-- EXERCISE INPUTS follows --
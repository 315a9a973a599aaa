//! Report rendering.
//!
//! The renderer works from a [`DiffResult`] alone; nothing here feeds back
//! into the pipeline.

use crate::DiffResult;

struct Palette {
    red: &'static str,
    green: &'static str,
    yellow: &'static str,
    cyan: &'static str,
    bold: &'static str,
    reset: &'static str,
}

impl Palette {
    const PLAIN: Palette =
        Palette { red: "", green: "", yellow: "", cyan: "", bold: "", reset: "" };

    const ANSI: Palette = Palette {
        red: "\x1b[31m",
        green: "\x1b[32m",
        yellow: "\x1b[33m",
        cyan: "\x1b[36m",
        bold: "\x1b[1m",
        reset: "\x1b[0m",
    };
}

pub struct DiffUI;

impl DiffUI {
    /// Plain-text report.
    pub fn render_report(result: &DiffResult) -> String {
        Self::render(result, &Palette::PLAIN)
    }

    /// Same report with ANSI colors.
    pub fn render_colored_report(result: &DiffResult) -> String {
        Self::render(result, &Palette::ANSI)
    }

    fn render(result: &DiffResult, p: &Palette) -> String {
        let mut report = String::new();
        let rule = "=".repeat(60);
        let thin_rule = "-".repeat(60);

        report.push_str(&format!("{}{}{}{}\n", p.bold, p.cyan, rule, p.reset));
        report.push_str(&format!("{}{}                 BINARY DIFF REPORT{}\n", p.bold, p.cyan, p.reset));
        report.push_str(&format!("{}{}{}{}\n\n", p.bold, p.cyan, rule, p.reset));

        report.push_str(&format!("{}SUMMARY:{}\n", p.bold, p.reset));
        report.push_str(&format!(
            "  {}Unchanged:{} {}\n",
            p.green,
            p.reset,
            result.unchanged_count()
        ));
        report.push_str(&format!(
            "  {}Modified:{}  {}\n",
            p.yellow,
            p.reset,
            result.modified_count()
        ));
        report.push_str(&format!(
            "  {}Removed:{}   {}\n",
            p.red,
            p.reset,
            result.unmatched_primary.len()
        ));
        report.push_str(&format!(
            "  {}Added:{}     {}\n",
            p.red,
            p.reset,
            result.unmatched_secondary.len()
        ));
        report.push_str(&format!(
            "  {}Overall similarity:{} {:.4}\n\n",
            p.cyan,
            p.reset,
            result.overall_similarity()
        ));

        if !result.matched.is_empty() {
            report.push_str(&format!("{}FUNCTION MATCHES:{}\n{}\n", p.bold, p.reset, thin_rule));
            for m in &result.matched {
                let color = if m.is_unchanged() { p.green } else { p.yellow };
                report.push_str(&format!(
                    "{}{:016x} -> {:016x}{} (similarity: {:.2}%)\n",
                    color,
                    m.primary.start_address,
                    m.secondary.start_address,
                    p.reset,
                    m.similarity() * 100.0
                ));

                if !m.is_unchanged() && !m.primary.diff_details.is_empty() {
                    report.push_str("  Changes:\n");
                    for detail in &m.primary.diff_details {
                        for line in detail.lines() {
                            report.push_str(&format!("  {line}\n"));
                        }
                    }
                }
            }
            report.push('\n');
        }

        if !result.unmatched_primary.is_empty() {
            report.push_str(&format!(
                "{}REMOVED FUNCTIONS (primary only):{}\n{}\n",
                p.bold, p.reset, thin_rule
            ));
            for f in &result.unmatched_primary {
                report.push_str(&format!(
                    "  {}{:016x}{} - {} blocks, {} instructions\n",
                    p.red,
                    f.start_address,
                    p.reset,
                    f.basic_blocks.len(),
                    f.instruction_count()
                ));
            }
            report.push('\n');
        }

        if !result.unmatched_secondary.is_empty() {
            report.push_str(&format!(
                "{}ADDED FUNCTIONS (secondary only):{}\n{}\n",
                p.bold, p.reset, thin_rule
            ));
            for f in &result.unmatched_secondary {
                report.push_str(&format!(
                    "  {}{:016x}{} - {} blocks, {} instructions\n",
                    p.red,
                    f.start_address,
                    p.reset,
                    f.basic_blocks.len(),
                    f.instruction_count()
                ));
            }
            report.push('\n');
        }

        report
    }
}
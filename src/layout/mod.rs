//! # Layout Engine
//!
//! The geometric model of a label: widgets placed on a percentage-space
//! canvas, kept free of overlaps.
//!
//! ## Module Overview
//!
//! | Module | Description |
//! |--------|-------------|
//! | [`geometry`] | Rectangles, overlap test, clamp, grid snap, pixel conversion |
//! | [`align`] | Edge alignment and guide lines |
//! | [`collision`] | Overlap checks and free-cell search |
//! | [`widget`] | Widget types and default sizes |
//! | [`canvas`] | The canvas model and its mutation operations |
//! | [`gesture`] | Drag/resize gesture state machine |
//!
//! ## Example
//!
//! ```
//! use labelkit::layout::{Canvas, Corner, Rect};
//!
//! let mut canvas = Canvas::new();
//! let qr = canvas.add_widget("QR", None);
//! assert_eq!(qr.rect, Rect::new(34.0, 34.0, 25.0, 25.0));
//!
//! // A second drop on the same spot is moved to the first free cell
//! let other = canvas.add_widget("QR", None);
//! assert_eq!((other.rect.x, other.rect.y), (0.0, 0.0));
//!
//! let start = canvas.widget(&qr.id).unwrap().rect;
//! canvas
//!     .resize_widget(&qr.id, Corner::Se, Corner::Se.drag(start, 4.0, 4.0))
//!     .unwrap();
//! assert!(canvas.overlapping_pairs().is_empty());
//! ```

pub mod align;
pub mod canvas;
pub mod collision;
pub mod geometry;
pub mod gesture;
pub mod widget;

pub use align::Guides;
pub use canvas::{Canvas, Corner, LayoutSettings, Placement};
pub use geometry::{Rect, Viewport};
pub use gesture::{Gesture, GestureEnd, GestureKind, GestureTracker};
pub use widget::{Widget, WidgetKind};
-- EXERCISE INPUTS concluded --
WHAT IS NEEDED:
Check each line of the entries above for the string "unwrap", and return those that contain it.

SOLUTION TO THIS TASK:
//! let start = canvas.widget(&qr.id).unwrap().rect;
//!     .unwrap();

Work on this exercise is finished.